Posted by Roger Klarvin
DFW
Member since Nov 2012
46671 posts
Posted on 8/15/21 at 12:38 am to
quote:

There was a 3ish month period that our ER was giving something like 125mg of solumedrol four times daily.


For regular old 2 L NC COVID?

That's like temporal arteritis with vision loss dosing, and even then its probably excessive.
Posted by Tiguar
Montana
Member since Mar 2012
33131 posts
Posted on 8/15/21 at 12:40 am to
Dude there’s two docs here that will give 125mg q6h for copd and CAP.

They’re night docs and when they work days I walk over to them every single time and tell them this isn’t third shift and that shite won’t fly with me here
Posted by Roger Klarvin
DFW
Member since Nov 2012
46671 posts
Posted on 8/15/21 at 12:41 am to
My biggest issue with steroids is the LONG arse TAPERS some people use in these patients.
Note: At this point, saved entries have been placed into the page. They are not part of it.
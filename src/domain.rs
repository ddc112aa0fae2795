use serde::{Deserialize, Serialize};

use crate::error::{Result, TelemetryError};

/// one named scalar reading source
#[derive(Clone, Copy, Debug, PartialEq, Eq, Hash)]
pub enum Channel {
    AccelerationX,
    AccelerationY,
    AccelerationZ,
    Temperature,
    Humidity,
    Tvoc,
    Co2,
    Adc0,
    Adc1,
    Adc2,
    Adc3,
}

impl Channel {
    pub const ALL: [Channel; 11] = [
        Channel::AccelerationX,
        Channel::AccelerationY,
        Channel::AccelerationZ,
        Channel::Temperature,
        Channel::Humidity,
        Channel::Tvoc,
        Channel::Co2,
        Channel::Adc0,
        Channel::Adc1,
        Channel::Adc2,
        Channel::Adc3,
    ];

    pub const ADC: [Channel; 4] = [Channel::Adc0, Channel::Adc1, Channel::Adc2, Channel::Adc3];

    /// canonical name used on the wire
    pub fn wire_name(self) -> &'static str {
        match self {
            Channel::AccelerationX => "accelerationX",
            Channel::AccelerationY => "accelerationY",
            Channel::AccelerationZ => "accelerationZ",
            Channel::Temperature => "temperature",
            Channel::Humidity => "humidity",
            Channel::Tvoc => "tvoc",
            Channel::Co2 => "co2",
            Channel::Adc0 => "adc0",
            Channel::Adc1 => "adc1",
            Channel::Adc2 => "adc2",
            Channel::Adc3 => "adc3",
        }
    }

    /// case-insensitive lookup, including the older `adcNValue` / `adc` spellings
    pub fn from_name(name: &str) -> Option<Channel> {
        let lower = name.to_ascii_lowercase();
        let channel = match lower.as_str() {
            "adc" | "adcvalue" | "adc0value" => Channel::Adc0,
            "adc1value" => Channel::Adc1,
            "adc2value" => Channel::Adc2,
            "adc3value" => Channel::Adc3,
            other => *Channel::ALL
                .iter()
                .find(|c| c.wire_name().eq_ignore_ascii_case(other))?,
        };
        Some(channel)
    }

    /// the three chart channels; everything else is a latched instrument
    pub fn is_acceleration(self) -> bool {
        matches!(self, Channel::AccelerationX | Channel::AccelerationY | Channel::AccelerationZ)
    }
}

/// one set of optional readings produced by a single sampler tick
///
/// every field is independently present or absent. absent fields are left
/// out of the wire form entirely.
#[derive(Clone, Debug, Default, PartialEq, Serialize, Deserialize)]
#[serde(rename_all = "camelCase")]
pub struct Snapshot {
    #[serde(skip_serializing_if = "Option::is_none")]
    pub acceleration_x: Option<f64>,
    #[serde(skip_serializing_if = "Option::is_none")]
    pub acceleration_y: Option<f64>,
    #[serde(skip_serializing_if = "Option::is_none")]
    pub acceleration_z: Option<f64>,
    #[serde(skip_serializing_if = "Option::is_none")]
    pub temperature: Option<f64>,
    #[serde(skip_serializing_if = "Option::is_none")]
    pub humidity: Option<f64>,
    #[serde(skip_serializing_if = "Option::is_none")]
    pub tvoc: Option<f64>,
    #[serde(skip_serializing_if = "Option::is_none")]
    pub co2: Option<f64>,
    #[serde(skip_serializing_if = "Option::is_none")]
    pub adc0: Option<f64>,
    #[serde(skip_serializing_if = "Option::is_none")]
    pub adc1: Option<f64>,
    #[serde(skip_serializing_if = "Option::is_none")]
    pub adc2: Option<f64>,
    #[serde(skip_serializing_if = "Option::is_none")]
    pub adc3: Option<f64>,
}

impl Snapshot {
    fn slot(&mut self, channel: Channel) -> &mut Option<f64> {
        match channel {
            Channel::AccelerationX => &mut self.acceleration_x,
            Channel::AccelerationY => &mut self.acceleration_y,
            Channel::AccelerationZ => &mut self.acceleration_z,
            Channel::Temperature => &mut self.temperature,
            Channel::Humidity => &mut self.humidity,
            Channel::Tvoc => &mut self.tvoc,
            Channel::Co2 => &mut self.co2,
            Channel::Adc0 => &mut self.adc0,
            Channel::Adc1 => &mut self.adc1,
            Channel::Adc2 => &mut self.adc2,
            Channel::Adc3 => &mut self.adc3,
        }
    }

    pub fn get(&self, channel: Channel) -> Option<f64> {
        match channel {
            Channel::AccelerationX => self.acceleration_x,
            Channel::AccelerationY => self.acceleration_y,
            Channel::AccelerationZ => self.acceleration_z,
            Channel::Temperature => self.temperature,
            Channel::Humidity => self.humidity,
            Channel::Tvoc => self.tvoc,
            Channel::Co2 => self.co2,
            Channel::Adc0 => self.adc0,
            Channel::Adc1 => self.adc1,
            Channel::Adc2 => self.adc2,
            Channel::Adc3 => self.adc3,
        }
    }

    pub fn set(&mut self, channel: Channel, value: f64) {
        *self.slot(channel) = Some(value);
    }

    /// true when no channel carries a value - such a snapshot is never an observation
    pub fn is_empty(&self) -> bool {
        Channel::ALL.iter().all(|c| self.get(*c).is_none())
    }

    pub fn present(&self) -> impl Iterator<Item = (Channel, f64)> + '_ {
        Channel::ALL
            .iter()
            .filter_map(move |c| self.get(*c).map(|v| (*c, v)))
    }

    /// all three acceleration components, or nothing
    pub fn acceleration(&self) -> Option<Acceleration> {
        Some(Acceleration {
            x: self.acceleration_x?,
            y: self.acceleration_y?,
            z: self.acceleration_z?,
        })
    }

    pub fn to_wire(&self) -> Result<String> {
        Ok(serde_json::to_string(self)?)
    }

    /// parse one inbound text frame
    ///
    /// field names match case-insensitively and unknown fields are ignored.
    /// non-objects, known fields carrying non-numeric values and payloads with
    /// no known field present (control messages share the channel) are
    /// `Malformed`.
    pub fn parse(text: &str) -> Result<Snapshot> {
        let value: serde_json::Value = serde_json::from_str(text)?;
        let object = value
            .as_object()
            .ok_or_else(|| TelemetryError::Malformed("not a json object".into()))?;

        let mut snapshot = Snapshot::default();
        for (name, value) in object {
            let Some(channel) = Channel::from_name(name) else {
                continue;
            };
            match value {
                serde_json::Value::Null => {}
                serde_json::Value::Number(n) => {
                    let v = n
                        .as_f64()
                        .ok_or_else(|| TelemetryError::Malformed(format!("{} out of range", name)))?;
                    snapshot.set(channel, v);
                }
                other => return Err(TelemetryError::Malformed(format!("{} is not a number: {}", name, other))),
            }
        }

        if snapshot.is_empty() {
            return Err(TelemetryError::Malformed("no readings present".into()));
        }
        Ok(snapshot)
    }
}

/// chart axis of the accelerometer
#[derive(Clone, Copy, Debug, Default, PartialEq, Eq)]
pub enum Axis {
    X,
    Y,
    #[default]
    Z,
}

impl Axis {
    pub const ALL: [Axis; 3] = [Axis::X, Axis::Y, Axis::Z];

    pub fn next(self) -> Axis {
        match self {
            Axis::X => Axis::Y,
            Axis::Y => Axis::Z,
            Axis::Z => Axis::X,
        }
    }

    pub fn previous(self) -> Axis {
        match self {
            Axis::X => Axis::Z,
            Axis::Y => Axis::X,
            Axis::Z => Axis::Y,
        }
    }

    pub fn label(self) -> &'static str {
        match self {
            Axis::X => "X",
            Axis::Y => "Y",
            Axis::Z => "Z",
        }
    }
}

#[derive(Clone, Copy, Debug, Default, PartialEq)]
pub struct Acceleration {
    pub x: f64,
    pub y: f64,
    pub z: f64,
}

impl Acceleration {
    pub fn component(&self, axis: Axis) -> f64 {
        match axis {
            Axis::X => self.x,
            Axis::Y => self.y,
            Axis::Z => self.z,
        }
    }
}

/// non-snapshot payload sharing the viewer channel
#[derive(Clone, Debug, Serialize)]
pub struct ControlMessage {
    pub message: String,
    pub timestamp: u64,
}

impl ControlMessage {
    pub fn now(message: impl Into<String>) -> Self {
        Self { message: message.into(), timestamp: timestamp_ms() }
    }
}

/// current timestamp in milliseconds (unix epoch)
pub fn timestamp_ms() -> u64 {
    std::time::SystemTime::now()
        .duration_since(std::time::UNIX_EPOCH)
        .map(|d| d.as_millis() as u64)
        .unwrap_or(0)
}

#[cfg(test)]
mod tests {
    use super::*;

    #[test]
    fn test_absent_fields_are_omitted() {
        let mut s = Snapshot::default();
        s.set(Channel::AccelerationX, 1.0);
        s.set(Channel::Co2, 412.0);
        assert_eq!(s.to_wire().unwrap(), r#"{"accelerationX":1.0,"co2":412.0}"#);
    }

    #[test]
    fn test_empty_snapshot() {
        let mut s = Snapshot::default();
        assert!(s.is_empty());
        s.set(Channel::Adc2, 0.5);
        assert!(!s.is_empty());
    }

    #[test]
    fn test_parse_is_case_insensitive() {
        let s = Snapshot::parse(r#"{"AccelerationX": 0.1, "TVOC": 2.5, "CO2": 400}"#).unwrap();
        assert_eq!(s.acceleration_x, Some(0.1));
        assert_eq!(s.tvoc, Some(2.5));
        assert_eq!(s.co2, Some(400.0));
        assert_eq!(s.temperature, None);
    }

    #[test]
    fn test_parse_accepts_legacy_adc_names() {
        let s = Snapshot::parse(r#"{"ADC0Value": 1.2, "adC3Value": 3.3}"#).unwrap();
        assert_eq!(s.adc0, Some(1.2));
        assert_eq!(s.adc3, Some(3.3));

        let minimal = Snapshot::parse(r#"{"adcValue": 0.7}"#).unwrap();
        assert_eq!(minimal.adc0, Some(0.7));
    }

    #[test]
    fn test_parse_ignores_unknown_fields() {
        let s = Snapshot::parse(r#"{"humidity": 40.0, "firmware": "1.2"}"#).unwrap();
        assert_eq!(s.humidity, Some(40.0));
    }

    #[test]
    fn test_parse_drops_non_snapshots() {
        assert!(Snapshot::parse("not json").is_err());
        assert!(Snapshot::parse("[1, 2, 3]").is_err());
        assert!(Snapshot::parse(r#"{"message": "Server shutdown", "timestamp": 1}"#).is_err());
        assert!(Snapshot::parse(r#"{"temperature": "warm"}"#).is_err());
        assert!(Snapshot::parse(r#"{"temperature": null}"#).is_err());
    }

    #[test]
    fn test_parse_explains_rejection() {
        assert!(matches!(Snapshot::parse("[]"), Err(TelemetryError::Malformed(_))));
        assert!(matches!(Snapshot::parse("{oops"), Err(TelemetryError::Json(_))));
        assert!(matches!(Snapshot::parse(r#"{"co2": true}"#), Err(TelemetryError::Malformed(_))));
        assert!(matches!(Snapshot::parse(r#"{"message": "hi"}"#), Err(TelemetryError::Malformed(_))));
    }

    #[test]
    fn test_acceleration_requires_all_axes() {
        let mut s = Snapshot::default();
        s.set(Channel::AccelerationX, 1.0);
        s.set(Channel::AccelerationY, 0.0);
        assert!(s.acceleration().is_none());
        s.set(Channel::AccelerationZ, 9.8);
        assert_eq!(s.acceleration().unwrap().component(Axis::Z), 9.8);
    }

    #[test]
    fn test_axis_cycles_and_wraps() {
        assert_eq!(Axis::default(), Axis::Z);
        assert_eq!(Axis::Z.next(), Axis::X);
        assert_eq!(Axis::X.previous(), Axis::Z);
        for axis in Axis::ALL {
            assert_eq!(axis.next().previous(), axis);
        }
    }

    #[test]
    fn test_channel_lookup() {
        assert_eq!(Channel::from_name("ACCELERATIONz"), Some(Channel::AccelerationZ));
        assert_eq!(Channel::from_name("pressure"), None);
        assert_eq!(Channel::from_name("adc2Value"), Some(Channel::Adc2));
        assert_eq!(Channel::ADC[3], Channel::Adc3);
    }
}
Patients slow to wean from the vent or high flow will get 3-4 WEEKS sometimes.

You think severe COVID is bad, sprinkle a little post-COVID aspergillosis on top of ARDS fibrosis and then tell me how your day goes
Posted by omegaman66
greenwell springs
Member since Oct 2007
26361 posts
Posted on 8/15/21 at 12:42 am to
quote:

I don't really care if people take HCQ or ivermectin. I only care in as much it creates a false sense of security in many and gives them an excuse to not do the one thing we know beyond all doubt prevents severe disease and death with stunning efficacy, vaccination.

That being said, at this point the volume of data is there to state with a reasonable degree of certainty that HCQ doesnt work. The verdict is technically still out on ivermectin, and there are some incredibly well powered trials coming down the pipe there, but nobody absent wishful thinking is optimistic in our field on that topic. The mechanism by which its supposed to work isnt viable in vivo, and much of the data showing efficacy are trials designed specifically to generate a given result.



Wow, you talk like you know what you are talking about but you don't.

Posted by Hopeful Doc
Member since Sep 2010
15388 posts
Posted on 8/15/21 at 12:42 am to
quote:

For regular old 2 L NC COVID?



Yes. Without concurrent optic neuritis (about the only other thing I can think of warranting a gram a day of the stuff)
Posted by Tiguar
Montana
Member since Mar 2012
33131 posts
Posted on 8/15/21 at 12:42 am to
We’ve had a disconcerting run of aspergillosis and steno malto here the last few months.